Education officials Tuesday [6 September] confirmed that all students who wrote the Common Entrance Examination (CEE) having been placed in a secondary school.
Chief Education Officer Susan Dougan said last week that 3,161 students had written the exams and all had been placed in a secondary school.
The ruling wrote the CEE and 3175 students had been placed within secondary schools.
The officials said that of the 700 students, who wrote the School Leaving Examination, (SLE) 481 were placed within secondary schools and multi-purpose centres across the country.
The SLE, which became redundant this year, provided students who had failed the CEE with another opportunity of attending secondary schools after a two-year period at the "senior" level within the primary school.

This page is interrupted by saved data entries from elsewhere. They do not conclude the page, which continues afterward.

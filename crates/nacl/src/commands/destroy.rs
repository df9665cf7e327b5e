//! destroy サブコマンド — インスタンスと一時状態の破棄

use crate::commands::load_scenario;
use anyhow::Result;
use colored::Colorize;

pub async fn handle(scenario: &str) -> Result<()> {
    let config = load_scenario(scenario)?;
    let provider = nacl_provider::create_provider(&config).await?;
    provider.cleanup().await?;
    println!(
        "{}",
        format!("✓ シナリオ '{}' を破棄しました", scenario)
            .green()
            .bold()
    );
    Ok(())
}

Dougan said that the Ministry of Education would not phase out the CEE since it would be used to analyse students' ability.
"We are not going to phase out the common entrance exams because we need to maintain a system, for now anyway, where our students will have some sort of guideline in terms of a benchmark," she said.
"The common entrance for us then would be not a diagnostic examination but an examination that will give us an idea of where the children should be placed."
The ruling United labour Party (ULP) in a campaign mode for the next general election here, described the free secondary education project as an "education revolution".
But Eustace, speaking on his party's radio programme, said he was concerned that some students have been placed at secondary schools without the necessary preparation.
"I don't know what goal that is. Because I am concerned about the number of persons who have been pushed into the system, who do not have the necessary background to continue in that system unless you have a lot of remedial work. And I do not believe that remedial work for one month can correct the deficiencies of six or seven years."